Aquellos que hemos rebasado holgadamente el medio siglo de vida recordamos cómo, en las décadas de los años cincuenta y sesenta, proliferaban numerosas colecciones dedicadas a las novelas del oeste. En líneas generales, todas estas novelillas (término con el que mucha gente las denominaba) se ajustaban al mismo patrón: lenguaje entendible, estilo simple y directo, trama argumental sencilla, mucha acción, personajes poco o nada elaborados, maniqueísmo, desenlace feliz, etc. La extraordinaria aceptación de este producto literario se debía a que proporcionaba evasión y entretenimiento a bajo costo, no solo desde el punto de vista económico, sino también desde el intelectual. Me explicaré: por un lado, se trataba de un producto económicamente asequible; por otro, hay señalar que ni el lenguaje empleado exigía un bagaje cultural previo para su comprensión, ni se necesitaba esfuerzo intelectual alguno para seguir la trama argumental. Los argumentos se reducían a unos pocos esquemas que, con ligeras variaciones, se repetían una y otra vez. La reiteración argumental hacía que las novelas fuesen casi indistinguibles unas de otras.
Estos libros, dado el escaso poder adquisitivo del público al que iban dirigidos, eran baratos. Lo que se traducía en pocas páginas (entre setenta y algo más de cien), encuadernación mediocre y papel de baja calidad. Sin embargo, las portadas eran muy llamativas y, lo mismo que con los carteles anunciadores de películas, se pretendía con ello captar la atención del futuro lector; solía representarse en ellas un anticipo de alguna de las emocionantes peripecias que el lector encontraría en el texto.

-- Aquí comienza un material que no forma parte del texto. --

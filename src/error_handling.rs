use log::SetLoggerError;
use reqwest::Error as ReqwestError;
use std::collections::HashMap;
use std::sync::atomic::{AtomicUsize, Ordering};
use strum::IntoEnumIterator;
use strum_macros::EnumIter as EnumIterMacro;
use thiserror::Error;

/// Error types for initialization failures.
#[derive(Error, Debug)]
#[allow(clippy::enum_variant_names)] // All variants end with "Error" by convention
pub enum InitializationError {
    /// Error initializing the logger.
    #[error("Logger initialization error: {0}")]
    LoggerError(#[from] SetLoggerError),

    /// Error initializing the HTTP client.
    #[error("HTTP client initialization error: {0}")]
    HttpClientError(#[from] ReqwestError),
}

/// Types of recoverable errors that can occur during an analysis attempt.
///
/// This enum categorizes failure modes that the pipeline recovers from
/// (skipped signature, fallen-through delivery method) so they can be counted
/// without surfacing to the user.
#[derive(Debug, Clone, Copy, PartialEq, Eq, Hash, EnumIterMacro)]
pub enum ErrorType {
    // Delivery channel: messaging method
    AgentNotReady,
    AgentMessagingError,
    AgentMessagingTimeout,
    AgentMalformedReply,
    // Delivery channel: probing methods
    PageFetchError,
    PageFetchStatusError,
    PageFetchBodyError,
    // Prober
    ProbeEvaluationError,
    ProbePanic,
    ProbeTotalFailure,
}

impl ErrorType {
    pub fn as_str(&self) -> &'static str {
        match self {
            ErrorType::AgentNotReady => "Agent readiness timeout",
            ErrorType::AgentMessagingError => "Agent messaging error",
            ErrorType::AgentMessagingTimeout => "Agent messaging timeout",
            ErrorType::AgentMalformedReply => "Agent malformed reply",
            ErrorType::PageFetchError => "Page fetch error",
            ErrorType::PageFetchStatusError => "Page fetch status error",
            ErrorType::PageFetchBodyError => "Page fetch body error",
            ErrorType::ProbeEvaluationError => "Probe evaluation error",
            ErrorType::ProbePanic => "Probe panic",
            ErrorType::ProbeTotalFailure => "Probe total failure",
        }
    }
}

/// Thread-safe error statistics tracker.
///
/// Tracks the count of each error type using atomic counters, allowing
/// concurrent access from multiple tasks. All error types are initialized to
/// zero on creation.
///
/// # Thread Safety
///
/// This struct is thread-safe and can be shared across multiple tasks using `Arc`.
pub struct ErrorStats {
    errors: HashMap<ErrorType, AtomicUsize>,
}

impl ErrorStats {
    pub fn new() -> Self {
        let mut errors = HashMap::new();
        for error in ErrorType::iter() {
            errors.insert(error, AtomicUsize::new(0));
        }
        ErrorStats { errors }
    }

    pub fn increment(&self, error: ErrorType) {
        if let Some(counter) = self.errors.get(&error) {
            counter.fetch_add(1, Ordering::Relaxed);
        }
    }

    pub fn count(&self, error: ErrorType) -> usize {
        self.errors
            .get(&error)
            .map(|counter| counter.load(Ordering::Relaxed))
            .unwrap_or(0)
    }

    /// Returns the total number of recorded errors across all types.
    pub fn total(&self) -> usize {
        self.errors
            .values()
            .map(|counter| counter.load(Ordering::Relaxed))
            .sum()
    }

    /// Logs a summary of all non-zero error counts at debug level.
    pub fn log_summary(&self) {
        for error in ErrorType::iter() {
            let count = self.count(error);
            if count > 0 {
                log::debug!("{}: {}", error.as_str(), count);
            }
        }
    }
}

impl Default for ErrorStats {
    fn default() -> Self {
        Self::new()
    }
}

#[cfg(test)]
mod tests {
    use super::*;

    #[test]
    fn test_error_stats_starts_at_zero() {
        let stats = ErrorStats::new();
        for error in ErrorType::iter() {
            assert_eq!(stats.count(error), 0);
        }
        assert_eq!(stats.total(), 0);
    }

    #[test]
    fn test_error_stats_increment() {
        let stats = ErrorStats::new();
        stats.increment(ErrorType::ProbeEvaluationError);
        stats.increment(ErrorType::ProbeEvaluationError);
        stats.increment(ErrorType::AgentMessagingTimeout);

        assert_eq!(stats.count(ErrorType::ProbeEvaluationError), 2);
        assert_eq!(stats.count(ErrorType::AgentMessagingTimeout), 1);
        assert_eq!(stats.total(), 3);
    }

    #[test]
    fn test_error_type_strings_are_distinct() {
        let mut seen = std::collections::HashSet::new();
        for error in ErrorType::iter() {
            assert!(
                seen.insert(error.as_str()),
                "Duplicate error description: {}",
                error.as_str()
            );
        }
    }
}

Durante algunas vacaciones estivales frecuenté su lectura, pero los redundantes argumentos y los desenlaces predecibles propiciaron que pronto perdiesen mi favor. Aún recuerdo nombres de algunos autores leídos: Keith Luger, Marcial Lafuente Estefanía, Silver Kane, José Mallorquí*, Edward Goodman, etc. Más tarde supe que algunos de ellos eran escritores de pretigio, periodistas, traductores, abogados, ingenieros, etc., que encontraron en esta labor su medio de vida: unos, porque estaban vetados por la censura; el resto, por los más variados motivos.
Para concluir, quiero señalar que, si este género nada aportó a la Literatura, sí contribuyó a que varias generaciones encontraran en estos libros el medio para evadirse de una realidad adversa y desventurada.
* Fue el creador del Coyote, personaje inspirado en la figura del Zorro, héroe de ficción creado en 1929 por el escritor norteamericano Johnston McCuley.